The initial direction I was given about Joanne included a few things:

She is a business woman, on the way to work.

She buys in to John the Baptist, immediately and with enthusiasm.

She follows Jesus immediately, and with enthusiasm.

She volunteers for everything, jumping in head-first — almost before knowing what is going on.

She has a specific relationship with another character named Jacob which — through the course of the show — facilitates his inter-personal growth, and allows him to become more engaged with the community.

Things I’ve added:

She is earnest, and heart-felt, and loves participating.

She encourages others to participate. Sometimes this can be by physical coercion (pushing, pulling, grabbing hands, bringing them in), but it isn’t meant to be demanding.

Sometimes she can go a bit overboard. Sometimes she needs to rein it back in.

It’s been fun to develop a character who doesn’t really have her own explicit story. Everything becomes much more in-the-moment, much more reactive, much more… real. Sometimes we just show up in our lives without bringing the whole backstory.

Sometimes it’s just strangers on a train platform, figuring out what they’d like to bring to the interaction, and what they might hold back.

This morning, on the bus in to work, a school boy sat down in the seat next to me with a huge cardboard box.

The husband said: “What do you think he has in it? I bet it’s a puppy.”

I thought: Science project? 

The boy lifted the lid of the box, and up popped a brown and amber head with whiskers. It was a 19-year-old cat, a covert bus passenger. She barely made a noise when she opened her mouth to meow.
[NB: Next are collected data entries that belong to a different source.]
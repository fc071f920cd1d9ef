use crate::error::{AppError, AppResult};
use regex::Regex;

/// Shape check only; deliverability is the SMTP relay's problem.
pub fn validate_email(email: &str) -> AppResult<()> {
    let email_regex = Regex::new(r"^[^@\s]+@[^@\s]+\.[^@\s]+$").unwrap();

    if !email_regex.is_match(email) {
        return Err(AppError::ValidationError(
            "Invalid email address".to_string(),
        ));
    }

    Ok(())
}

#[cfg(test)]
mod tests {
    use super::*;

    #[test]
    fn test_validate_email() {
        assert!(validate_email("jane@example.com").is_ok());
        assert!(validate_email("a@b.co").is_ok());
        assert!(validate_email("jane@example").is_err());
        assert!(validate_email("janeexample.com").is_err());
        assert!(validate_email("jane @example.com").is_err());
    }
}
use crate::entities::announcement_entity;
use chrono::{DateTime, Utc};
use serde::{Deserialize, Serialize};
use utoipa::ToSchema;

#[derive(Debug, Deserialize, ToSchema)]
pub struct AnnouncementCreateRequest {
    /// Target member id; null broadcasts to everyone
    pub member_id: Option<i64>,
    pub title: String,
    pub message: String,
    pub start_date: DateTime<Utc>,
    /// Null keeps the announcement active indefinitely
    pub end_date: Option<DateTime<Utc>>,
    #[serde(default = "default_active")]
    pub is_active: bool,
}

fn default_active() -> bool {
    true
}

#[derive(Debug, Serialize, ToSchema)]
pub struct AnnouncementResponse {
    pub id: i64,
    pub member_id: Option<i64>,
    pub title: String,
    pub message: String,
    pub start_date: DateTime<Utc>,
    pub end_date: Option<DateTime<Utc>>,
    pub is_active: bool,
    pub created_at: DateTime<Utc>,
    pub updated_at: DateTime<Utc>,
}

impl From<announcement_entity::Model> for AnnouncementResponse {
    fn from(a: announcement_entity::Model) -> Self {
        Self {
            id: a.id,
            member_id: a.member_id,
            title: a.title,
            message: a.message,
            start_date: a.start_date,
            end_date: a.end_date,
            is_active: a.is_active,
            created_at: a.created_at,
            updated_at: a.updated_at,
        }
    }
}
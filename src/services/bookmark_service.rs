use crate::entities::{
    book_entity as books, book_image_entity as book_images, bookmark_entity as bookmarks,
};
use crate::error::{AppError, AppResult};
use crate::models::*;
use chrono::Utc;
use sea_orm::{
    ActiveModelTrait, ColumnTrait, DatabaseConnection, EntityTrait, ModelTrait, QueryFilter,
    QueryOrder, Set,
};
use std::collections::HashMap;

#[derive(Clone)]
pub struct BookmarkService {
    pool: DatabaseConnection,
}

impl BookmarkService {
    pub fn new(pool: DatabaseConnection) -> Self {
        Self { pool }
    }

    pub async fn list_bookmarks(&self, member_id: i64) -> AppResult<Vec<BookmarkResponse>> {
        let models = bookmarks::Entity::find()
            .filter(bookmarks::Column::MemberId.eq(member_id))
            .order_by_desc(bookmarks::Column::CreatedAt)
            .all(&self.pool)
            .await?;
        if models.is_empty() {
            return Ok(Vec::new());
        }

        let book_ids: Vec<i64> = models.iter().map(|b| b.book_id).collect();
        let book_map: HashMap<i64, books::Model> = books::Entity::find()
            .filter(books::Column::Id.is_in(book_ids.clone()))
            .all(&self.pool)
            .await?
            .into_iter()
            .map(|b| (b.id, b))
            .collect();

        let mut images_by_book: HashMap<i64, Vec<String>> = HashMap::new();
        for image in book_images::Entity::find()
            .filter(book_images::Column::BookId.is_in(book_ids))
            .all(&self.pool)
            .await?
        {
            images_by_book
                .entry(image.book_id)
                .or_default()
                .push(image.url);
        }

        Ok(models
            .into_iter()
            .filter_map(|bookmark| {
                let book = book_map.get(&bookmark.book_id)?;
                Some(BookmarkResponse {
                    book_id: book.id,
                    title: book.title.clone(),
                    author: book.author.clone(),
                    price: book.price,
                    images: images_by_book.remove(&book.id).unwrap_or_default(),
                })
            })
            .collect())
    }

    pub async fn add_bookmark(&self, member_id: i64, book_id: i64) -> AppResult<()> {
        books::Entity::find_by_id(book_id)
            .one(&self.pool)
            .await?
            .ok_or_else(|| AppError::NotFound("Book not found".to_string()))?;

        let already_exists = bookmarks::Entity::find()
            .filter(bookmarks::Column::MemberId.eq(member_id))
            .filter(bookmarks::Column::BookId.eq(book_id))
            .one(&self.pool)
            .await?
            .is_some();
        if already_exists {
            return Err(AppError::Conflict("Already bookmarked".to_string()));
        }

        bookmarks::ActiveModel {
            member_id: Set(member_id),
            book_id: Set(book_id),
            created_at: Set(Utc::now()),
            ..Default::default()
        }
        .insert(&self.pool)
        .await?;

        Ok(())
    }

    pub async fn remove_bookmark(&self, member_id: i64, book_id: i64) -> AppResult<()> {
        let bookmark = bookmarks::Entity::find()
            .filter(bookmarks::Column::MemberId.eq(member_id))
            .filter(bookmarks::Column::BookId.eq(book_id))
            .one(&self.pool)
            .await?
            .ok_or_else(|| AppError::NotFound("Bookmark not found".to_string()))?;

        bookmark.delete(&self.pool).await?;
        Ok(())
    }
}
She was lovely, and had beautiful eyes, and when the bus stopped to let more passengers on, she crawled over the edge of the box and up onto my backpack in my lap.

“I’m sorry,” the boy said, “Do you mind?”

“Not in the least.” I have a cat on my lap I didn’t expect to meet on my commute = a good Monday morning. Sometimes there’s not a backstory at all.

Sometimes, there’s just whatever response your heart can offer up.